Torre, as state law allows, gave voters the chance to write in an alternative to Rountree, who was known on the Town Council for her support of massive residential growth, which most people in this town oppose. Indeed, Rountree would go on to lose more than a third of the vote to fill-in-the-blank, despite a behind-the-scenes campaign against Torre that, it turns out, involved Grice and Bill Yoakum, chair of the Isle of Wight Republican Party. So unwelcome was Torre’s candidacy that Rountree’s son-in-law stole the man’s yard signs, which Rountree stashed in her home’s crawl space, landing her in misdemeanor court, where she got a tongue-lashing from the judge and was ordered to perform community service.

Emails uncovered thanks to FOIA revealed Grice’s and Yoakum’s involvement in finding and distributing an online listing of some civil lawsuits from his time as a commercial builder in California.
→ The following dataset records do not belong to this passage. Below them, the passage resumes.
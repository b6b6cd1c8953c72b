// Shared helpers for the integration tests.

#![allow(dead_code)]

use gprops::GraphProperties;

/// Output properties of `name`, rendered.
pub fn outputs(props: &GraphProperties<'_>, name: &str) -> Vec<String> {
    props
        .output_properties(name)
        .iter()
        .map(|p| p.to_string())
        .collect()
}

/// Input properties of `name`, rendered.
pub fn inputs(props: &GraphProperties<'_>, name: &str) -> Vec<String> {
    props
        .input_properties(name)
        .iter()
        .map(|p| p.to_string())
        .collect()
}

/// First output of `name`, rendered; panics when the node has none.
pub fn output(props: &GraphProperties<'_>, name: &str) -> String {
    props
        .output_properties(name)
        .first()
        .unwrap_or_else(|| panic!("no output properties for '{}'", name))
        .to_string()
}

use gprops::builder::GraphBuilder;

/// While loop over `(counter, value)` that counts to ten and concatenates
/// `value` with itself along `axis` each iteration. `extra` runs inside the
/// body before the concat and receives the value's Identity node. Returns
/// the Exit names.
pub fn concat_loop<F>(
    b: &mut GraphBuilder,
    frame: &str,
    counter: &str,
    value: &str,
    axis: i64,
    extra: F,
) -> Vec<String>
where
    F: FnOnce(&mut GraphBuilder, &str),
{
    b.while_loop(
        frame,
        &[counter, value],
        |b, merges| {
            let limit = format!("{}/Less/y", frame);
            let less = format!("{}/Less", frame);
            b.int_scalar(&limit, 10).control(&merges[0]);
            b.node(&less, "Less", &[merges[0].as_str(), limit.as_str()]);
            less
        },
        |b, ids| {
            extra(b, &ids[1]);
            let one = format!("{}/add/y", frame);
            let add = format!("{}/add", frame);
            let axis_node = format!("{}/concat/axis", frame);
            let concat = format!("{}/concat", frame);
            b.int_scalar(&one, 1).control(&ids[0]);
            b.node(&add, "Add", &[ids[0].as_str(), one.as_str()]);
            b.int_scalar(&axis_node, axis).control(&ids[0]);
            b.node(
                &concat,
                "ConcatV2",
                &[ids[1].as_str(), ids[1].as_str(), axis_node.as_str()],
            );
            vec![add, concat]
        },
    )
}
// ─────────────────────────────────────────────────────────────────────
// SCPN Balance Sim — Actuator
// © 1998–2026 Miroslav Šotek. All rights reserved.
// Contact: www.anulum.li | protoscience@anulum.li
// ORCID: https://orcid.org/0009-0009-3560-0851
// License: GNU AGPL v3 | Commercial licensing available
// ─────────────────────────────────────────────────────────────────────
//! First-order motor lag between commanded and delivered wheel force.

use balance_types::error::{BalanceError, BalanceResult};

/// One Euler step of `τ·u̇ = u_cmd − u`.
///
/// The blend `dt/τ` is capped at 1 so a lag shorter than the step tracks
/// the command exactly instead of overshooting; `τ ≤ 0` is instantaneous.
pub fn actuator_step(u_cmd: f64, u_prev: f64, dt: f64, tau: f64) -> f64 {
    let blend = if tau > 0.0 { (dt / tau).min(1.0) } else { 1.0 };
    u_prev + (u_cmd - u_prev) * blend
}

/// Running actuator state for a single simulation run.
#[derive(Debug, Clone, PartialEq)]
pub struct ActuatorLag {
    tau: f64,
    u_actual: f64,
}

impl ActuatorLag {
    /// Starts at rest (`u = 0`).
    pub fn new(tau: f64) -> BalanceResult<Self> {
        if !tau.is_finite() || tau < 0.0 {
            return Err(BalanceError::ConfigError(format!(
                "actuator tau must be finite and >= 0, got {tau}"
            )));
        }
        Ok(ActuatorLag { tau, u_actual: 0.0 })
    }

    /// Advance by `dt` toward `u_cmd`; returns the delivered force.
    pub fn step(&mut self, u_cmd: f64, dt: f64) -> f64 {
        self.u_actual = actuator_step(u_cmd, self.u_actual, dt, self.tau);
        self.u_actual
    }

    pub fn output(&self) -> f64 {
        self.u_actual
    }
}
// ─────────────────────────────────────────────────────────────────────
// SCPN Balance Sim — LQR
// © 1998–2026 Miroslav Šotek. All rights reserved.
// Contact: www.anulum.li | protoscience@anulum.li
// ORCID: https://orcid.org/0009-0009-3560-0851
// License: GNU AGPL v3 | Commercial licensing available
// ─────────────────────────────────────────────────────────────────────
//! Infinite-horizon LQR gain synthesis.
//!
//! `K = R⁻¹·Bᵀ·P` with `P` the stabilizing CARE solution. The closed loop
//! `A − B·K` is verified Hurwitz before the gain is handed out.

use balance_math::linalg::{invert, is_positive_definite};
use balance_math::riccati::solve_care;
use balance_math::spectrum::{eigenvalues, is_hurwitz, spectral_abscissa};
use balance_types::error::{BalanceError, BalanceResult};
use balance_types::state::GainMatrix;
use ndarray::Array2;
use num_complex::Complex64;
use tracing::{debug, info};

/// Synthesized gain with the Riccati solution and closed-loop poles.
#[derive(Debug, Clone)]
pub struct LqrSolution {
    pub gain: GainMatrix,
    pub riccati: Array2<f64>,
    pub closed_loop_poles: Vec<Complex64>,
}

impl LqrSolution {
    /// Slowest closed-loop pole (largest real part).
    pub fn spectral_abscissa(&self) -> f64 {
        self.closed_loop_poles
            .iter()
            .map(|z| z.re)
            .fold(f64::NEG_INFINITY, f64::max)
    }
}

fn validate_weights(q: &Array2<f64>, r: &Array2<f64>, n: usize, m: usize) -> BalanceResult<()> {
    if q.dim() != (n, n) {
        return Err(BalanceError::ConfigError(format!(
            "Q must be {n}x{n}, got {:?}",
            q.dim()
        )));
    }
    if r.dim() != (m, m) {
        return Err(BalanceError::ConfigError(format!(
            "R must be {m}x{m}, got {:?}",
            r.dim()
        )));
    }
    for i in 0..n {
        if !(q[[i, i]] >= 0.0) {
            return Err(BalanceError::ConfigError(format!(
                "Q[{i},{i}] must be >= 0, got {}",
                q[[i, i]]
            )));
        }
        for j in 0..i {
            if (q[[i, j]] - q[[j, i]]).abs() > 1e-12 * (1.0 + q[[i, j]].abs()) {
                return Err(BalanceError::ConfigError("Q must be symmetric".into()));
            }
        }
    }
    if !is_positive_definite(r) {
        return Err(BalanceError::ConfigError(
            "R must be symmetric positive definite".into(),
        ));
    }
    Ok(())
}

/// Solve the LQR problem for `(A, B, Q, R)`.
///
/// `(A, B)` is expected to have passed the controllability check. Fails
/// with `RiccatiDiverged` when the CARE cannot be solved and with
/// `UnstableClosedLoop` when the resulting gain does not stabilize.
pub fn solve_lqr(
    a: &Array2<f64>,
    b: &Array2<f64>,
    q: &Array2<f64>,
    r: &Array2<f64>,
) -> BalanceResult<LqrSolution> {
    validate_weights(q, r, a.nrows(), b.ncols())?;

    let care = solve_care(a, b, q, r)?;
    debug!(
        iterations = care.iterations,
        residual = care.residual,
        "riccati converged"
    );

    let k = invert(r)?.dot(&b.t()).dot(&care.p);
    let closed_loop = a - &b.dot(&k);
    if !is_hurwitz(&closed_loop) {
        return Err(BalanceError::UnstableClosedLoop {
            max_real_part: spectral_abscissa(&closed_loop),
        });
    }
    let closed_loop_poles = eigenvalues(&closed_loop);
    let gain = GainMatrix::new(k)?;

    info!(gain = ?gain.row().to_vec(), "LQR gain K");
    debug!(poles = ?closed_loop_poles, "closed-loop poles");

    Ok(LqrSolution {
        gain,
        riccati: care.p,
        closed_loop_poles,
    })
}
Grice acknowledged in an email to Rountree and Yoakum that he didn’t bother to check into the disposition of those lawsuits. 

The depth to which the leadership class plummeted last fall makes amusing, if not offensive, the complaints by former Town Councilman Milton Cook to current council members in December that supporters of the Grange were scared to speak up because of “anger and vitriol.” This was the same Cook who just months earlier had unleashed on Facebook a nutty, easily disproved conspiracy theory that this publisher had manipulated the results of an online reader poll about the Grange. It must require some anger and vitriol to recognize anger and vitriol.

I’ve developed a thick skin in four decades of community newspaper publishing. In the past year alone, I’ve been bullied by a developer who didn’t like Stephen Faleski’s news coverage of his project. A Grange at 10Main supporter and “from here” showed up unannounced at my home on a Saturday morning, telling my wife he had “a bone to pick” with me. A member of the power structure passive-aggressively emailed me and wondered why he continued to advertise with the Times given my editorial views. 

Intimidation tactics come with the territory in my business. They shouldn’t be used on concerned citizens like Renee Bevan.